Saved data entries:
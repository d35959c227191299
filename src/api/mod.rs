mod types;

pub use types::*;

pub mod axum;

#### ACTIVITY:
Give the data again, exactly as written.

#### WRITTEN SOLUTION:
repository d35959c227191299
filename src/api/mod.rs
mod types;

pub use types::*;

pub mod axum;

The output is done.